Exports of Basmati rice are falling as production is down, local consumption is up and prices are higher than last year. All this is happening at a time when competition with India has become tougher and its exporters have captured large parts of Pakistan’s traditional markets.
According to the Chairman of Rice Exporters Association of Pakistan (REAP) Mr Jawed Ali Ghori, exports of Basmati fell more than fifty per cent in July-December 2012 to about 240,000 tonnes from 507,000 tonnes in the same period of 2011.
Pakistan Bureau of Statistics is yet to release the latest official data but July-November 2012 figures of exports of Basmati show a 44 per cent steep fall in terms of volume and about 30 per cent drop in terms of value to $230 million.
Rice exporters say that Basmati paddy is currently selling around Rs2100 per 40kg against Rs1800 per 40kg last year.
Similarly, new milled Basmati rice is available at Rs3700 per 40kg, up from Rs3200 per 40kg. Old Basmati grains are priced around Rs4200 per 40kg against Rs3500 per 40kg.
Growers say Basmati paddy prices are up because of lower production and higher cost of inputs including electricity, fertiliser and pesticides, etc. And millers also cite higher cost of energy, increased labour wages and pricier paddy as key factors that have pushed up prices.
An official of Basmati Growers Association told Dawn that the combined output of Super and Kainaat varieties this year is estimated somewhere around 1.5-2.0 million tonnes. Final figures would be available after some time as harvesting has just concluded in the areas where Basmati was sown a bit later than usual due to shortage of water.
“Super and Kainaat varieties are in short supply because many of our traditional Basmati growers had opted for (the rice grains known as) PK386 that are harvested in a shorter period and offer better yields,” a Basmati grower in Punjab told Dawn over telephone. He said production of other varieties of Basmati like PK370, PK198, PK385 and Kernel have already been on the decline for past few years.

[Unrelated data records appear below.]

//! # Key Model
//!
//! A key map is the ordered labeling of the 12 pitch classes that one song uses for
//! all of its chord symbols. Index 0 is always C; each following entry is one
//! semitone higher. The labels carry the song's preferred spelling, so a song that
//! writes `Eb` and `G#` binds a map containing exactly those strings.
//!
//! ## Lookup Rules
//! - Lookup is an exact string match. `Db` is not found in a map that spells the
//!   same pitch class `C#`; no enharmonic normalization happens here.
//! - Indices are taken modulo 12 on the way out, so arithmetic never needs a
//!   bounds check.
//!
//! ## Example
//! ```rust
//! use songkey::{KeyMap, Resolution};
//!
//! let map = KeyMap::sharps();
//! assert_eq!(map.index_of("Eb"), Some(3));
//! assert_eq!(map.label_at(14), "D");
//! assert_eq!(map.shift("A", 3), Resolution::Resolved("C".to_string()));
//! assert_eq!(map.shift("Db", 3), Resolution::Unresolved("Db".to_string()));
//! ```

use serde::{Deserialize, Serialize};
use std::collections::HashSet;
use std::fmt;

use crate::error::SongKeyError;

/// Number of pitch classes in one octave
pub const PITCH_CLASSES: usize = 12;

const SHARP_LABELS: [&str; PITCH_CLASSES] =
    ["C", "C#", "D", "Eb", "E", "F", "F#", "G", "G#", "A", "Bb", "B"];

const FLAT_LABELS: [&str; PITCH_CLASSES] =
    ["C", "Db", "D", "Eb", "E", "F", "Gb", "G", "Ab", "A", "Bb", "B"];

/// Reduce any signed semitone position to an index in `0..12`.
pub fn shift_index(index: usize, steps: i32) -> usize {
    (index as i64 + steps as i64).rem_euclid(PITCH_CLASSES as i64) as usize
}

/// Outcome of looking up a label.
///
/// `Resolved` carries the label produced by the key map. `Unresolved` carries the
/// caller's original text, unchanged, because the key map had no entry for it.
#[derive(Debug, Clone, PartialEq, Eq)]
pub enum Resolution {
    Resolved(String),
    Unresolved(String),
}

impl Resolution {
    pub fn is_resolved(&self) -> bool {
        matches!(self, Resolution::Resolved(_))
    }

    pub fn as_str(&self) -> &str {
        match self {
            Resolution::Resolved(label) | Resolution::Unresolved(label) => label,
        }
    }

    pub fn into_label(self) -> String {
        match self {
            Resolution::Resolved(label) | Resolution::Unresolved(label) => label,
        }
    }
}

/// The 12 pitch-class labels bound to a song, starting at C
#[derive(Debug, Clone, PartialEq, Eq, Serialize, Deserialize)]
#[serde(try_from = "Vec<String>", into = "Vec<String>")]
pub struct KeyMap {
    labels: Vec<String>,
}

impl KeyMap {
    /// Build a key map, checking for exactly 12 distinct, non-empty labels.
    pub fn new<S: AsRef<str>>(labels: &[S]) -> Result<Self, SongKeyError> {
        if labels.len() != PITCH_CLASSES {
            return Err(SongKeyError::InvalidKeyMap(format!(
                "expected {} labels, found {}",
                PITCH_CLASSES,
                labels.len()
            )));
        }

        let mut seen = HashSet::new();
        for label in labels {
            let label = label.as_ref();
            if label.trim().is_empty() {
                return Err(SongKeyError::InvalidKeyMap("labels must not be empty".to_string()));
            }
            if !seen.insert(label) {
                return Err(SongKeyError::InvalidKeyMap(format!(
                    "label '{}' appears more than once",
                    label
                )));
            }
        }

        Ok(Self {
            labels: labels.iter().map(|l| l.as_ref().to_string()).collect(),
        })
    }

    /// `C C# D Eb E F F# G G# A Bb B`
    pub fn sharps() -> Self {
        Self {
            labels: SHARP_LABELS.iter().map(|l| l.to_string()).collect(),
        }
    }

    /// `C Db D Eb E F Gb G Ab A Bb B`
    pub fn flats() -> Self {
        Self {
            labels: FLAT_LABELS.iter().map(|l| l.to_string()).collect(),
        }
    }

    pub fn labels(&self) -> &[String] {
        &self.labels
    }

    pub fn contains(&self, label: &str) -> bool {
        self.index_of(label).is_some()
    }

    pub fn index_of(&self, label: &str) -> Option<usize> {
        self.labels.iter().position(|l| l == label)
    }

    pub fn label_at(&self, index: usize) -> &str {
        &self.labels[index % PITCH_CLASSES]
    }

    /// Move `label` by `steps` semitones. Labels outside the map come back unchanged.
    pub fn shift(&self, label: &str, steps: i32) -> Resolution {
        match self.index_of(label) {
            Some(index) => Resolution::Resolved(self.label_at(shift_index(index, steps)).to_string()),
            None => Resolution::Unresolved(label.to_string()),
        }
    }

    /// The key `delta` semitones away from `key`.
    ///
    /// A key that is not in the map steps from C, matching how a key selector
    /// behaves when its current value is unknown.
    pub fn step_key(&self, key: &str, delta: i32) -> &str {
        let start = self.index_of(key).unwrap_or(0);
        self.label_at(shift_index(start, delta))
    }
}

impl Default for KeyMap {
    fn default() -> Self {
        Self::sharps()
    }
}

impl TryFrom<Vec<String>> for KeyMap {
    type Error = SongKeyError;

    fn try_from(labels: Vec<String>) -> Result<Self, Self::Error> {
        KeyMap::new(labels.as_slice())
    }
}

impl From<KeyMap> for Vec<String> {
    fn from(map: KeyMap) -> Self {
        map.labels
    }
}

impl fmt::Display for KeyMap {
    fn fmt(&self, f: &mut fmt::Formatter<'_>) -> fmt::Result {
        write!(f, "{}", self.labels.join(" "))
    }
}

#[cfg(test)]
mod tests {
    use super::*;

    #[test]
    fn test_presets_are_valid() {
        assert!(KeyMap::new(KeyMap::sharps().labels()).is_ok());
        assert!(KeyMap::new(KeyMap::flats().labels()).is_ok());
        assert_eq!(KeyMap::default(), KeyMap::sharps());
    }

    #[test]
    fn test_rejects_wrong_length() {
        let err = KeyMap::new(&["C", "D", "E"]).unwrap_err();
        assert_eq!(err, SongKeyError::InvalidKeyMap("expected 12 labels, found 3".to_string()));
    }

    #[test]
    fn test_rejects_duplicates_and_empty_labels() {
        let dup = ["C", "C#", "D", "Eb", "E", "F", "F#", "G", "G#", "A", "Bb", "C"];
        assert!(matches!(KeyMap::new(&dup), Err(SongKeyError::InvalidKeyMap(_))));

        let empty = ["C", "C#", "D", "Eb", "E", "F", "F#", "G", "G#", "A", "Bb", " "];
        assert!(matches!(KeyMap::new(&empty), Err(SongKeyError::InvalidKeyMap(_))));
    }

    #[test]
    fn test_exact_match_lookup() {
        let map = KeyMap::sharps();
        assert_eq!(map.index_of("C"), Some(0));
        assert_eq!(map.index_of("G#"), Some(8));
        assert_eq!(map.index_of("B"), Some(11));
        // No enharmonic normalization
        assert_eq!(map.index_of("Db"), None);
        assert_eq!(map.index_of("Ab"), None);
        assert_eq!(map.index_of("c"), None);
    }

    #[test]
    fn test_label_at_wraps() {
        let map = KeyMap::sharps();
        assert_eq!(map.label_at(0), "C");
        assert_eq!(map.label_at(12), "C");
        assert_eq!(map.label_at(23), "B");
    }

    #[test]
    fn test_shift_index_stays_in_range() {
        for index in 0..PITCH_CLASSES {
            for steps in -24..=24 {
                let shifted = shift_index(index, steps);
                assert!(shifted < PITCH_CLASSES);
                assert_eq!((shifted as i32 - index as i32 - steps).rem_euclid(12), 0);
            }
        }
    }

    #[test]
    fn test_shift_resolution() {
        let map = KeyMap::sharps();
        assert_eq!(map.shift("C#", 2), Resolution::Resolved("Eb".to_string()));
        assert_eq!(map.shift("C", -1), Resolution::Resolved("B".to_string()));
        assert_eq!(map.shift("H", 2), Resolution::Unresolved("H".to_string()));
        assert!(!map.shift("H", 2).is_resolved());
        assert_eq!(map.shift("H", 2).into_label(), "H");
    }

    #[test]
    fn test_step_key() {
        let map = KeyMap::sharps();
        assert_eq!(map.step_key("E", 1), "F");
        assert_eq!(map.step_key("B", 1), "C");
        assert_eq!(map.step_key("C", -1), "B");
        assert_eq!(map.step_key("Db", 2), "D");
    }

    #[test]
    fn test_yaml_round_trip_validates() {
        let map: KeyMap = serde_yaml::from_str("[C, Db, D, Eb, E, F, Gb, G, Ab, A, Bb, B]").unwrap();
        assert_eq!(map, KeyMap::flats());

        let bad: Result<KeyMap, _> = serde_yaml::from_str("[C, D, E]");
        assert!(bad.is_err());
    }
}
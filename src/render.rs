//! # Render Pipeline
//!
//! Runs every chord of a song through parse, transpose, and (in numbers mode)
//! scale-degree mapping, producing a new song with updated chord strings.
//!
//! ## Pipeline
//! 1. Compute the semitone interval once from the original key to the target key
//! 2. Transpose each chord through the song's key map
//! 3. In numbers mode, map the transposed chord to degrees of the target key,
//!    unless the occurrence carries its own `number`
//!
//! Lyrics, section structure, positions, and decoration flags are copied through.
//! The input song is never modified, so rendering the same song into several keys
//! at once is safe.
//!
//! ## Example
//! ```rust
//! use songkey::{parse_song, render_song, DisplayMode, RenderOptions};
//!
//! let song = parse_song(r#"
//! title: Example
//! artist: Someone
//! originalKey: E
//! bpm: 120
//! sections:
//!   - type: Chorus
//!     lyrics: ["Your grace abounds"]
//!     chords: [[{ chord: A, position: 18 }, { chord: E, position: 40 }]]
//! "#)?;
//!
//! let in_g = render_song(&song, &RenderOptions::in_key("G"));
//! assert_eq!(in_g.sections[0].chords[0][0].chord, "C");
//!
//! let numbers = render_song(&song, &RenderOptions::in_key("G").with_mode(DisplayMode::Numbers));
//! assert_eq!(numbers.sections[0].chords[0][0].chord, "4");
//! # Ok::<(), songkey::SongKeyError>(())
//! ```

use crate::degree::{to_scale_degree, Scale};
use crate::key_map::KeyMap;
use crate::song::{ChordOccurrence, Section, Song};
use crate::transpose::{semitone_steps, transpose_chord};

/// How chords are displayed
#[derive(Debug, Clone, Copy, PartialEq, Eq, Default)]
pub enum DisplayMode {
    /// Letter names in the target key
    #[default]
    Chords,
    /// Nashville numbers relative to the target key
    Numbers,
}

/// Target key and display mode for one render pass
#[derive(Debug, Clone, PartialEq, Eq, Default)]
pub struct RenderOptions {
    /// `None` renders in the song's original key
    pub target_key: Option<String>,
    pub mode: DisplayMode,
}

impl RenderOptions {
    pub fn in_key(key: &str) -> Self {
        Self {
            target_key: Some(key.to_string()),
            mode: DisplayMode::Chords,
        }
    }

    pub fn with_mode(mut self, mode: DisplayMode) -> Self {
        self.mode = mode;
        self
    }
}

/// Everything a chord needs to be rendered, computed once per song
struct ChordRenderer<'a> {
    map: &'a KeyMap,
    steps: i32,
    mode: DisplayMode,
    scale: Scale,
}

impl<'a> ChordRenderer<'a> {
    fn new(song: &'a Song, options: &RenderOptions) -> Self {
        let target_key = options.target_key.as_deref().unwrap_or(&song.original_key);
        let map = &song.chord_map;

        Self {
            map,
            steps: semitone_steps(map, &song.original_key, target_key),
            mode: options.mode,
            scale: Scale::major(map, target_key),
        }
    }

    fn display(&self, occurrence: &ChordOccurrence) -> String {
        let transposed = transpose_chord(&occurrence.chord, self.steps, self.map).into_label();
        match self.mode {
            DisplayMode::Chords => transposed,
            DisplayMode::Numbers => match &occurrence.number {
                Some(number) => number.clone(),
                None => to_scale_degree(&transposed, &self.scale).into_label(),
            },
        }
    }

    fn render_section(&self, section: &Section) -> Section {
        Section {
            chords: section
                .chords
                .iter()
                .map(|line| {
                    line.iter()
                        .map(|occurrence| ChordOccurrence {
                            chord: self.display(occurrence),
                            ..occurrence.clone()
                        })
                        .collect()
                })
                .collect(),
            ..section.clone()
        }
    }
}

/// Render a song in a target key and display mode.
///
/// A target key that is not in the song's key map renders the chords in the
/// original key; numbers are then relative to a scale that cannot be built, so
/// chords keep their letter names.
pub fn render_song(song: &Song, options: &RenderOptions) -> Song {
    let renderer = ChordRenderer::new(song, options);

    Song {
        sections: song.sections.iter().map(|s| renderer.render_section(s)).collect(),
        ..song.clone()
    }
}

/// Render a single chord symbol the same way [`render_song`] would.
pub fn render_chord(chord: &str, map: &KeyMap, from_key: &str, options: &RenderOptions) -> String {
    let target_key = options.target_key.as_deref().unwrap_or(from_key);
    let transposed = transpose_chord(chord, semitone_steps(map, from_key, target_key), map).into_label();
    match options.mode {
        DisplayMode::Chords => transposed,
        DisplayMode::Numbers => to_scale_degree(&transposed, &Scale::major(map, target_key)).into_label(),
    }
}
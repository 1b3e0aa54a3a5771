pub mod catalog;
pub mod chord;
pub mod degree;
pub mod error;
pub mod key_map;
pub mod render;
pub mod song;
pub mod transpose;

pub use catalog::Catalog;
pub use chord::{parse_chord, ParsedChord};
pub use degree::{to_scale_degree, Accidental, Degree, Scale, MAJOR_SCALE_OFFSETS};
pub use error::*;
pub use key_map::{shift_index, KeyMap, Resolution};
pub use render::{render_chord, render_song, DisplayMode, RenderOptions};
pub use song::{parse_song, ChordOccurrence, Section, Song, Times};
pub use transpose::{semitone_steps, transpose_chord, transpose_parsed};

/// Render a YAML song document in a target key and display mode, returning YAML.
/// This is the main entry point for the library.
pub fn render_song_yaml(source: &str, options: &RenderOptions) -> Result<String, SongKeyError> {
    let song = parse_song(source)?;
    Ok(serde_yaml::to_string(&render_song(&song, options))?)
}

/// Same as [`render_song_yaml`] but returns pretty-printed JSON.
pub fn render_song_json(source: &str, options: &RenderOptions) -> Result<String, SongKeyError> {
    let song = parse_song(source)?;
    serde_json::to_string_pretty(&render_song(&song, options))
        .map_err(|e| SongKeyError::Output(e.to_string()))
}
use std::env;
use std::fs;
use std::process;

use songkey::{render_song, Catalog, DisplayMode, RenderOptions, Song};
use tracing::Level;

const USAGE: &str = "Usage: songkey [options] <songs.yaml> [output]

Options:
  --key <KEY>      Render in KEY (a label of the song's key map)
  --up <N>         Render N semitones above the original key
  --down <N>       Render N semitones below the original key
  --numbers        Show Nashville numbers instead of letter names
  --song <TITLE>   Render only the song with this title
  --json           Write JSON instead of YAML
  --list           List the songs in the file and exit
  -v               Verbose logging";

enum KeyChoice {
    Original,
    Key(String),
    Steps(i32),
}

struct Args {
    input: String,
    output: Option<String>,
    key: KeyChoice,
    mode: DisplayMode,
    song: Option<String>,
    json: bool,
    list: bool,
    verbose: bool,
}

fn usage_error(message: &str) -> ! {
    eprintln!("{}", message);
    eprintln!("{}", USAGE);
    process::exit(1);
}

fn flag_value(args: &mut impl Iterator<Item = String>, flag: &str) -> String {
    args.next()
        .unwrap_or_else(|| usage_error(&format!("Missing value for {}", flag)))
}

fn step_count(value: &str, flag: &str) -> i32 {
    value
        .parse()
        .unwrap_or_else(|_| usage_error(&format!("{} expects a number of semitones, got '{}'", flag, value)))
}

fn parse_args() -> Args {
    let mut args = env::args().skip(1);
    let mut positional = Vec::new();
    let mut parsed = Args {
        input: String::new(),
        output: None,
        key: KeyChoice::Original,
        mode: DisplayMode::Chords,
        song: None,
        json: false,
        list: false,
        verbose: false,
    };

    while let Some(arg) = args.next() {
        match arg.as_str() {
            "--key" => parsed.key = KeyChoice::Key(flag_value(&mut args, "--key")),
            "--up" => {
                let value = flag_value(&mut args, "--up");
                parsed.key = KeyChoice::Steps(step_count(&value, "--up"));
            }
            "--down" => {
                let value = flag_value(&mut args, "--down");
                parsed.key = KeyChoice::Steps(-step_count(&value, "--down"));
            }
            "--numbers" => parsed.mode = DisplayMode::Numbers,
            "--song" => parsed.song = Some(flag_value(&mut args, "--song")),
            "--json" => parsed.json = true,
            "--list" => parsed.list = true,
            "-v" | "--verbose" => parsed.verbose = true,
            "-h" | "--help" => {
                println!("{}", USAGE);
                process::exit(0);
            }
            flag if flag.starts_with('-') => usage_error(&format!("Unknown option '{}'", flag)),
            _ => positional.push(arg),
        }
    }

    let mut positional = positional.into_iter();
    parsed.input = positional
        .next()
        .unwrap_or_else(|| usage_error("Missing input file"));
    parsed.output = positional.next();
    if positional.next().is_some() {
        usage_error("Too many arguments");
    }

    parsed
}

fn render_options(song: &Song, key: &KeyChoice, mode: DisplayMode) -> RenderOptions {
    let target_key = match key {
        KeyChoice::Original => None,
        KeyChoice::Key(key) => Some(key.clone()),
        KeyChoice::Steps(steps) => Some(song.chord_map.step_key(&song.original_key, *steps).to_string()),
    };
    RenderOptions { target_key, mode }
}

fn main() {
    let args = parse_args();

    tracing_subscriber::fmt()
        .with_writer(std::io::stderr)
        .with_max_level(if args.verbose { Level::DEBUG } else { Level::WARN })
        .init();

    let catalog = match Catalog::load(&args.input) {
        Ok(catalog) => catalog,
        Err(e) => {
            eprintln!("Error: {}", e);
            process::exit(1);
        }
    };

    if args.list {
        for song in catalog.songs() {
            println!("{} - {} (key of {}, {} bpm)", song.title, song.artist, song.original_key, song.bpm);
        }
        return;
    }

    let selected: Vec<&Song> = match &args.song {
        Some(title) => match catalog.find(title) {
            Ok(song) => vec![song],
            Err(e) => {
                eprintln!("Error: {}", e);
                eprintln!("Available: {}", catalog.titles().collect::<Vec<_>>().join(", "));
                process::exit(1);
            }
        },
        None => catalog.songs().iter().collect(),
    };

    let rendered: Vec<Song> = selected
        .into_iter()
        .map(|song| render_song(song, &render_options(song, &args.key, args.mode)))
        .collect();

    // A single song is written as a mapping so the output loads back as a catalog either way
    let result = match (rendered.as_slice(), args.json) {
        ([song], true) => serde_json::to_string_pretty(song).map_err(|e| e.to_string()),
        (songs, true) => serde_json::to_string_pretty(songs).map_err(|e| e.to_string()),
        ([song], false) => serde_yaml::to_string(song).map_err(|e| e.to_string()),
        (songs, false) => serde_yaml::to_string(songs).map_err(|e| e.to_string()),
    };

    let text = match result {
        Ok(text) => text,
        Err(e) => {
            eprintln!("Error writing output: {}", e);
            process::exit(1);
        }
    };

    match args.output {
        Some(path) => {
            if let Err(e) = fs::write(&path, &text) {
                eprintln!("Error writing to '{}': {}", path, e);
                process::exit(1);
            }
            eprintln!("Wrote {} song(s) to {}", rendered.len(), path);
        }
        None => {
            println!("{}", text);
        }
    }
}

Against 30-35 maunds per acre of Super and Kainaat, growers normally get as much as 50 maunds per acre of PK386. And whereas traditional Basmati varieties are harvested in around five months, PK386 crop matures within three-and-a-half months to four months.
Growers whose paddy sowing was delayed had no other option but to go for the variety that could be harvested in a shorter period and they could get enough time to prepare soil for wheat and other Rabi crop sowings. Besides, a shorter span of a lower grade paddy also means reduced cost of production which compensates the price difference between it and a higher grade variety.
A former chairman of Rice Exporters Association of Pakistan (REAP) Haji Abdul Majid told Dawn that Indian Basmati was selling around $1100 per tonne whereas for our exporters selling super variety at less than $1250 per tonne is not feasible. Many foreign buyers have switched over to Indian Basmati because of this huge price difference. Pakistani Basmati is costlier chiefly due to a gradual decline in production (up to 27 per cent in three years ended in 2012), ever-increasing local consumption and higher cost of production and milling, according to Basmati Growers Association..
A couple of other exporters including former REAP Chairman Javed Islam Agha said export price of Kainaat variety of Basmati had gone up as high as $1350 per tonne against $1200 per tonne price of the comparable Indian Basmati which is non-aromatic but whose consumption in the UAE and Iran has been on the rise.
“Actually Indian exporters have made aggressive and smart marketing moves and they have convinced our traditional buyers like the UAE and Iran that their 1121 Basmati variety is as good as our Kainaat. Maybe the buyers can still see the better quality of our rice but because of the price difference many of them have welcomed Indian rice,” Agha told Dawn.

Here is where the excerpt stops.